Azhdarchids: Sky Dragons
Posted by: Loren Coleman on May 28th, 2008
New fossil flying reptile news – they walked more than they flew. How scientists know boggles the mind, but there it is. Congratulations to Darren Naish, yet again.
Azhdarchids, named after the Uzbek word for ‘dragon’, were gigantic toothless pterosaurs. Azhdarchids include the largest of all pterosaurs: some had wingspans exceeding 10 metres and the biggest ones were as tall as a giraffe!

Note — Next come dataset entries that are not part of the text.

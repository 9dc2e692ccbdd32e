use bevy::prelude::*;

use super::components::{ActorKind, DamageFlash, HitReaction, HitTilt, Invincibility, Stats};
use super::events::{CameraShakeEvent, DamageEvent, DeathEvent, HitEvent};
use super::hit::{resolve_hit, HitOutcome};
use super::resources::DamageFloors;
use crate::movement::components::KnockbackSettings;
use crate::movement::events::KnockbackEvent;

/// Resolve every pending `DamageEvent` and fan the result out to the
/// reaction channels (knockback, flash, tilt, shake, death).
#[allow(clippy::type_complexity, clippy::too_many_arguments)]
pub fn apply_damage_system(
    mut commands: Commands,
    mut damage_events: MessageReader<DamageEvent>,
    mut targets: Query<(
        &mut Stats,
        &Transform,
        &ActorKind,
        Option<&Invincibility>,
        Option<&HitReaction>,
        Option<&KnockbackSettings>,
        Option<&HitTilt>,
    )>,
    floors: Option<Res<DamageFloors>>,
    mut knockback_events: MessageWriter<KnockbackEvent>,
    mut shake_events: MessageWriter<CameraShakeEvent>,
    mut hit_events: MessageWriter<HitEvent>,
    mut death_events: MessageWriter<DeathEvent>,
) {
    let floors = floors.map(|f| *f).unwrap_or_default();

    for event in damage_events.read() {
        let Ok((mut stats, transform, kind, invincibility, reaction, knockback, tilt)) =
            targets.get_mut(event.target)
        else {
            continue;
        };

        let invincible = invincibility.is_some_and(|i| i.is_active());
        let result = resolve_hit(&mut stats, invincible, event.amount, floors.for_kind(*kind));

        match result.outcome {
            HitOutcome::Ignored => {
                debug!("damage to {:?} ignored", event.target);
                continue;
            }
            HitOutcome::Died => {
                death_events.write(DeathEvent::new(event.target, transform.translation, *kind));
            }
            HitOutcome::Hit => {
                if let Some(settings) = knockback {
                    knockback_events.write(KnockbackEvent {
                        target: event.target,
                        source_position: event.source_position,
                        power: settings.power,
                        duration: settings.duration,
                    });
                }

                if let Some(reaction) = reaction {
                    let mut entity = commands.entity(event.target);
                    entity.insert(DamageFlash::new(reaction.flash_duration));

                    if let Some(settings) = reaction.tilt {
                        // A restarted tilt must lean from the upright pose, not the leaned one
                        let base = tilt.map_or(transform.rotation, |t| t.base());
                        entity.insert(HitTilt::new(base, settings));
                    }

                    if let Some(shake) = reaction.shake {
                        shake_events.write(CameraShakeEvent {
                            duration: shake.duration,
                            magnitude: shake.magnitude,
                        });
                    }
                }
            }
        }

        hit_events.write(HitEvent {
            target: event.target,
            amount: result.final_amount,
            died: result.died(),
        });
    }
}

/// Tick flash timers and drop them once they run out.
pub fn update_damage_flash_system(
    mut commands: Commands,
    time: Res<Time>,
    mut query: Query<(Entity, &mut DamageFlash)>,
) {
    for (entity, mut flash) in query.iter_mut() {
        flash.tick(time.delta());

        if flash.is_finished() {
            commands.entity(entity).remove::<DamageFlash>();
        }
    }
}

/// Drive the hit recoil rotation, restoring the base rotation at the end.
pub fn update_hit_tilt_system(
    mut commands: Commands,
    time: Res<Time>,
    mut query: Query<(Entity, &mut HitTilt, &mut Transform)>,
) {
    for (entity, mut tilt, mut transform) in query.iter_mut() {
        if tilt.tick(time.delta_secs()) {
            transform.rotation = tilt.base();
            commands.entity(entity).remove::<HitTilt>();
        } else {
            transform.rotation = tilt.rotation();
        }
    }
}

Azhdarchids were probably better than any other pterosaurs at walking because they had long limbs and skulls well suited for picking up small animals and other food from the ground.
About Loren Coleman
Loren Coleman is one of the world’s leading cryptozoologists, some say “the” leading living cryptozoologist. Certainly, he is acknowledged as the current living American researcher and writer who has most popularized cryptozoology in the late 20th and early 21st centuries.
Starting his fieldwork and investigations in 1960, after traveling and trekking extensively in pursuit of cryptozoological mysteries, Coleman began writing to share his experiences in 1969. An honorary member of Ivan T. Sanderson’s Society for the Investigation of the Unexplained in the 1970s, Coleman has been bestowed with similar honorary memberships of the North Idaho College Cryptozoology Club in 1983, and in subsequent years, that of the British Columbia Scientific Cryptozoology Club, CryptoSafari International, and other international organizations. He was also a Life Member and Benefactor of the International Society of Cryptozoology (now-defunct).
Loren Coleman’s daily blog, as a member of the Cryptomundo Team, served as an ongoing avenue of communication for the ever-growing body of cryptozoo news from 2005 through 2013. He returned as an infrequent contributor beginning Halloween week of 2015.
Coleman is the founder in 2003, and current director of the International Cryptozoology Museum in Portland, Maine.
What a marvelously strange and dangerous place was early Earth!
How shocking those pictures are they are truly gigantic I wonder if these things may still be alive.
Interesting, I wonder how these animals were capable to taking to the air. Were they dependant of air currents coming from the sea and high cliffs, like their “New World” counterpart Quetzalcoatlus?
We also have to keep in mind that according to the modern teory of aerodynamics, the bumblebee shouldn’t be capable of flying 😉
It’s a stunning bit of new thinking, and kudos to Darren. The only thing that gives me pause is whether the largest of these creatures were capable of a quick takeoff while stalking on flat ground – a necessity for survival in an environment with big, fast, bipedal predators. They look awfully vulnerable if actually caught on the ground, especially given the largely unsupported membranes of pterosaur wings – one good tear, and they’re ground-bound.
I’m also puzzled that evolution did not select for bigger, stronger feet.
(Just for fun addition – the “science says bees can’t fly” thing is a very old claim, long since disproven.)
Wow! Truly amazing looking creatures! That has to be the most fascinating pterosaur I’ve ever seen!
The drawings depict better foot like structures on their limbs than any other pterosaurs that I’ve looked at. They mainly just had claws at the end of their limbs. One of the articles says that they were small padded feet, like a mammals paws maybe? How fast could they move on the ground? Could they run and take off or did they need a cliff or hill to take to the air? Hmm I think I must now go to Google and find out! LOL
Great find guys!
Awesome, terrifying creatures…
Would not want to even see one in real life.
“There were giants in the earth in those days…”
Wow, those guys were huge! Thank you for the great article Loren!
Just goes to show you that there are strange things in the world, even if most of them did die out. Mother Nature loves infinite variety and after looking at Azhdarchid, who knows what other strange things may have existed, and more importantly, may exist now.